In the early modern period, imperial courts throughout Eurasia became increasingly ritualized. From Choson diplomacy to Hapsburg funerals, political actors partook in and were subjected to an intensification of ritual practices and a widening array of symbolic expressions of politics and power. Much of the scholarship exploring this phenomenon focuses on Western Europe, however, constraining our ability to generalize. It is thus one of the objectives of this panel to push the inquiry about the logic and practice of state ritual and ceremonial activity beyond Europe and into other parts of Eurasia, particularly Choson Korea, Qing China, and Mughal South Asia. Doing so, the papers contend, will further enable us to demystify ritual and show how it facilitated administrative organization and governance. In the language of historical sociology, it will help us link symbolic power with despotic and infrastructural power.

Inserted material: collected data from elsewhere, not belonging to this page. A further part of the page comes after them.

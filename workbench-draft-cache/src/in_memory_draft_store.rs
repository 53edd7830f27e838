use std::collections::HashMap;
use std::sync::Mutex;

use anyhow::{Result, anyhow};
use workbench_anonymization_config::config_structs::draft_record_struct::DraftRecord;

use crate::draft_store::DraftStore;

/// Process-local drafts, lost on exit.
#[derive(Default)]
pub struct InMemoryDraftStore {
    drafts: Mutex<HashMap<String, DraftRecord>>,
}

impl InMemoryDraftStore {
    pub fn new() -> Self {
        Self::default()
    }
}

impl DraftStore for InMemoryDraftStore {
    fn load(&self, dataset_id: &str) -> Option<DraftRecord> {
        self.drafts.lock().ok()?.get(dataset_id).cloned()
    }

    fn save(&self, dataset_id: &str, record: &DraftRecord) -> Result<()> {
        self.drafts
            .lock()
            .map_err(|_| anyhow!("draft store lock poisoned"))?
            .insert(dataset_id.to_string(), record.clone());
        Ok(())
    }

    fn remove(&self, dataset_id: &str) -> Result<()> {
        self.drafts
            .lock()
            .map_err(|_| anyhow!("draft store lock poisoned"))?
            .remove(dataset_id);
        Ok(())
    }
}
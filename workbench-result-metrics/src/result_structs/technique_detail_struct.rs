use serde::{Deserialize, Serialize};
use serde_json::Value;

/// The engine's account of one transformation it applied.
#[derive(Serialize, Deserialize, Clone, Debug, Default, PartialEq)]
#[serde(default)]
pub struct TechniqueDetail {
    pub technique: String,
    #[serde(skip_serializing_if = "Option::is_none")]
    pub column: Option<String>,
    #[serde(skip_serializing_if = "Option::is_none")]
    pub params: Option<Value>,
    pub changes: Vec<String>,
    pub explanation: String,
    #[serde(skip_serializing_if = "Option::is_none")]
    pub target_k: Option<u64>,
    #[serde(skip_serializing_if = "Option::is_none")]
    pub achieved_k: Option<u64>,
    #[serde(skip_serializing_if = "Option::is_none")]
    pub target_l: Option<u64>,
    #[serde(skip_serializing_if = "Option::is_none")]
    pub achieved_l: Option<f64>,
    #[serde(skip_serializing_if = "Option::is_none")]
    pub sensitive_attribute: Option<String>,
    #[serde(skip_serializing_if = "Vec::is_empty")]
    pub quasi_identifiers: Vec<String>,
}
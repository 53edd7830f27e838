use std::fmt::Display;

use serde::{Deserialize, Serialize};
use strum::EnumIter;

/// The privacy role a column plays in the dataset.
#[derive(Serialize, Deserialize, Clone, Copy, Debug, Default, PartialEq, Eq, Hash, EnumIter)]
#[serde(rename_all = "kebab-case")]
pub enum ColumnRole {
    Identifier,
    QuasiIdentifier,
    Sensitive,
    #[default]
    NonSensitive,
}

impl ColumnRole {
    pub fn label(&self) -> &'static str {
        match self {
            ColumnRole::Identifier => "Identifier",
            ColumnRole::QuasiIdentifier => "Quasi-identifier",
            ColumnRole::Sensitive => "Sensitive",
            ColumnRole::NonSensitive => "Non-sensitive",
        }
    }

    pub fn description(&self) -> &'static str {
        match self {
            ColumnRole::Identifier => "Direct identifiers (ID, email, SSN), removed entirely",
            ColumnRole::QuasiIdentifier => {
                "Can identify a person when combined (age, postal code, gender)"
            }
            ColumnRole::Sensitive => "Private information (salary, medical condition)",
            ColumnRole::NonSensitive => "Public information",
        }
    }
}

impl Display for ColumnRole {
    fn fmt(&self, f: &mut std::fmt::Formatter<'_>) -> std::fmt::Result {
        match self {
            ColumnRole::Identifier => write!(f, "identifier"),
            ColumnRole::QuasiIdentifier => write!(f, "quasi-identifier"),
            ColumnRole::Sensitive => write!(f, "sensitive"),
            ColumnRole::NonSensitive => write!(f, "non-sensitive"),
        }
    }
}

#[derive(Serialize, Deserialize, Clone, Debug, PartialEq)]
pub struct ColumnMapping {
    pub column: String,
    #[serde(rename = "type")]
    pub role: ColumnRole,
}

impl ColumnMapping {
    pub fn new(column: impl Into<String>, role: ColumnRole) -> Self {
        Self {
            column: column.into(),
            role,
        }
    }
}
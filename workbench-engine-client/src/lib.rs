pub mod anonymization_engine;
pub mod engine_error;
pub mod http_engine_client;

#[cfg(test)]
mod tests;
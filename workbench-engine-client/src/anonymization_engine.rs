use std::path::Path;

use async_trait::async_trait;
use bon::Builder;
use serde::{Deserialize, Serialize};
use workbench_anonymization_config::config_structs::configuration_struct::{
    ConfigurationPayload, PersistedConfiguration,
};
use workbench_anonymization_config::config_structs::dataset_struct::Dataset;
use workbench_result_metrics::result_structs::processing_result_struct::ProcessingResult;

use crate::engine_error::EngineError;

/// Body of `POST /process`.
#[derive(Serialize, Deserialize, Clone, Debug, PartialEq, Builder)]
pub struct ProcessRequest {
    #[builder(into)]
    pub dataset_id: String,
    #[builder(into)]
    pub config_id: String,
}

/// Aggregate counters reported by `GET /stats`.
#[derive(Serialize, Deserialize, Clone, Debug, Default, PartialEq)]
#[serde(default)]
pub struct EngineStats {
    pub total_datasets: u64,
    pub total_configs: u64,
    pub total_results: u64,
    pub total_rows_processed: u64,
    pub avg_processing_time_ms: f64,
}

/// The request/response boundary to the external anonymization engine.
#[async_trait]
pub trait AnonymizationEngine: Send + Sync {
    /// Base address every request is sent to, used in connectivity messages.
    fn base_url(&self) -> &str;

    async fn list_datasets(&self) -> Result<Vec<Dataset>, EngineError>;

    async fn get_dataset(&self, dataset_id: &str) -> Result<Dataset, EngineError>;

    async fn upload_dataset(&self, path: &Path) -> Result<Dataset, EngineError>;

    async fn create_config(
        &self,
        payload: &ConfigurationPayload,
    ) -> Result<PersistedConfiguration, EngineError>;

    async fn list_configs(
        &self,
        dataset_id: Option<&str>,
    ) -> Result<Vec<PersistedConfiguration>, EngineError>;

    async fn process(&self, request: &ProcessRequest) -> Result<ProcessingResult, EngineError>;

    async fn list_results(
        &self,
        dataset_id: Option<&str>,
    ) -> Result<Vec<ProcessingResult>, EngineError>;

    async fn get_result(&self, result_id: &str) -> Result<ProcessingResult, EngineError>;

    async fn stats(&self) -> Result<EngineStats, EngineError>;
}
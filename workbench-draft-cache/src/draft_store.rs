use anyhow::Result;
use workbench_anonymization_config::config_structs::draft_record_struct::DraftRecord;

/// Per-dataset storage of in-progress configurations.
///
/// Saving overwrites whatever was stored for the dataset (last write wins,
/// no versioning). Loading never fails: a missing or unreadable draft is
/// reported as `None`.
pub trait DraftStore: Send + Sync {
    fn load(&self, dataset_id: &str) -> Option<DraftRecord>;

    fn save(&self, dataset_id: &str, record: &DraftRecord) -> Result<()>;

    fn remove(&self, dataset_id: &str) -> Result<()>;
}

The panel further examines the direct connection between ritual and imperial formation. The trend of ritualization exhibited in the historiography and explored in these papers corresponds with political, social, and economic developments across the continent, which saw contemporary rulers centralize power, build robust administrative apparatuses, conquer and consolidate territory, and exert far reaching control throughout their realms. Although historians have examined these later trends, there has been relatively little work attempting to connect them with the corresponding ritual and ceremonial activity of the day. How did symbols, rituals, and ceremonies help rulers accumulate symbolic power? How did rulers translate that symbolic power into administrative, economic, and military power? What were the effects of institutionalization and how did it impact political structures? The papers of this panel probe these questions.